The formation of food-related memories involves post-ingestion nutrient sensing signals1,2,3,4,5. Whether nutrient sensors act beyond feeding-relevant behaviour is less well understood. Here we show that an internal sugar sensor in the Drosophila brain6 is involved in memory consolidation, both in fasted flies subjected to an appetitive learning task involving a sucrose reward and in flies fed ad libitum subjected to an aversive learning task independent of food cues7,8. In the latter, spaced repetition of learning sessions, a prerequisite to induce long-term memory, lures brain fructose-sensing neurons into a fasted state through a disinhibition mechanism that transiently restores their sensing ability despite satiation9. Post-learning sugar ingestion activates disinhibited fructose-sensing neurons, which triggers memory consolidation through the release of the glycoprotein hormone thyrostimulin10,11, as in appetitive learning. The reset of fructose-sensing neurons by spaced training also results in a fasted state-like feeding behaviour, manifesting in a strong increase in sucrose preference and intake. By revealing a mechanism of non-homeostatic hunger and its critical relevance for memory consolidation, our results provide a neural circuit basis, and a cognitive value, to a behaviour akin to emotional eating.

Main

Sensing the content of ingested food is critical for the body to evaluate energy availability and accordingly set an adequate metabolic state. In addition to peripheral taste receptors, animals and humans detect the nutritional value of food through post-ingestion mechanisms involving internal nutrient sensors in the digestive tract and the brain. Internal nutrient-sensing systems are major regulators of appetite and feeding behaviour12. As such, they participate in memory processes that enable the assignment of value to food-related sensory cues13. However, the extent to which the brain’s cognitive efficiency relies on its nutrient sensors, in particular beyond food-related processes, is unclear.

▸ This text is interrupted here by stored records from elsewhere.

//! Tracks the current mode and runs transition procedures.

use log::{debug, trace};

use super::{Mode, Procedure, StepInput, TransitionTable};
use crate::error::{Result, SessionError};
use crate::session::{Response, Session};
use crate::transport::ShellChannel;

/// The appliance's mode state machine.
///
/// Starts in [`Mode::Regular`]. Only [`ModeMachine::enter`] changes the
/// current mode, and only after the whole procedure has been sent.
#[derive(Debug, Clone, Default)]
pub struct ModeMachine {
    current: Mode,
    table: TransitionTable,
}

impl ModeMachine {
    pub fn new() -> Self {
        Self::default()
    }

    /// Use a custom transition table.
    pub fn with_table(table: TransitionTable) -> Self {
        Self {
            current: Mode::Regular,
            table,
        }
    }

    /// The mode the device is believed to be in.
    pub fn current(&self) -> Mode {
        self.current
    }

    /// Forget the current mode, as after a fresh login.
    pub fn reset(&mut self) {
        self.current = Mode::Regular;
    }

    pub fn table(&self) -> &TransitionTable {
        &self.table
    }

    /// Move the device to `target`.
    ///
    /// Sends nothing when already there. Steps that time out do not stop the
    /// procedure; a transport error does, and leaves the current mode as it
    /// was.
    pub async fn enter<C: ShellChannel>(
        &mut self,
        session: &mut Session<C>,
        target: Mode,
    ) -> Result<Vec<Response>> {
        if self.current == target {
            debug!("already in {} mode", target);
            return Ok(Vec::new());
        }

        let procedure = self
            .table
            .get(self.current, target)
            .ok_or_else(|| SessionError::NoTransition {
                from: self.current.to_string(),
                to: target.to_string(),
            })?;

        debug!(
            "mode {} -> {} ({} steps)",
            self.current,
            target,
            procedure.len()
        );
        let responses = run(procedure, session).await?;

        self.current = target;
        Ok(responses)
    }
}

async fn run<C: ShellChannel>(
    procedure: &Procedure,
    session: &mut Session<C>,
) -> Result<Vec<Response>> {
    let mut responses: Vec<Response> = Vec::with_capacity(procedure.len());
    // Output of the step just before, None if it was skipped
    let mut previous: Option<usize> = None;

    for step in procedure.steps() {
        if let Some(guard) = &step.guard {
            let proceed = previous.is_some_and(|i| guard.is_match(&responses[i].result));
            if !proceed {
                trace!("skipping {:?}", step.input.to_string());
                previous = None;
                continue;
            }
        }

        debug!("step {:?}", step.input.to_string());
        let response = match &step.input {
            StepInput::Command(command) => session.send_command_with(command, &step.expect).await?,
            StepInput::Blank => session.send_command_with("", &step.expect).await?,
            StepInput::Secret => session.send_secret(&step.expect).await?,
        };
        if !response.is_success() {
            debug!("step {:?} ended with {:?}", response.command, response.outcome);
        }

        responses.push(response);
        previous = Some(responses.len() - 1);
    }

    Ok(responses)
}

Laboratory experiments using genetically tractable species allow the study of targeted neural circuits in precisely defined behavioural tasks. In the fruit fly Drosophila melanogaster, we investigated the cognitive role of a major brain sugar sensor using a Pavlovian aversive olfactory learning task comprising the association of an odorant with mild electric shocks. After such conditioning, flies develop a learned avoidance towards this odorant7. After a single learning session, this memory decays within hours. Multiple sessions spaced in time (spaced training) induce the formation of long-term memory (LTM) that lasts for days8, is protein-synthesis dependent8 and is critically linked to glucose-based metabolism in neurons of the mushroom body (MB) brain area14,15,16. The same number of immediately consecutive sessions (massed training) induces another form of consolidated memory that lasts for around 1 day, but this memory does not correspond to LTM8,16,17: in addition to being less persistent8, it involves distinct neuronal circuits within the MB17 and relies on lipid-based rather than glucose-based neuronal energy metabolism18. The differential impact on consolidation efficiency between massed and spaced learning paradigms is an experimental manifestation in flies of a well-documented cognitive phenomenon named the spacing effect8,19,20,21. Experiments in the aversive learning paradigm are typically performed on fully satiated flies with ad libitum access to food before and after conditioning.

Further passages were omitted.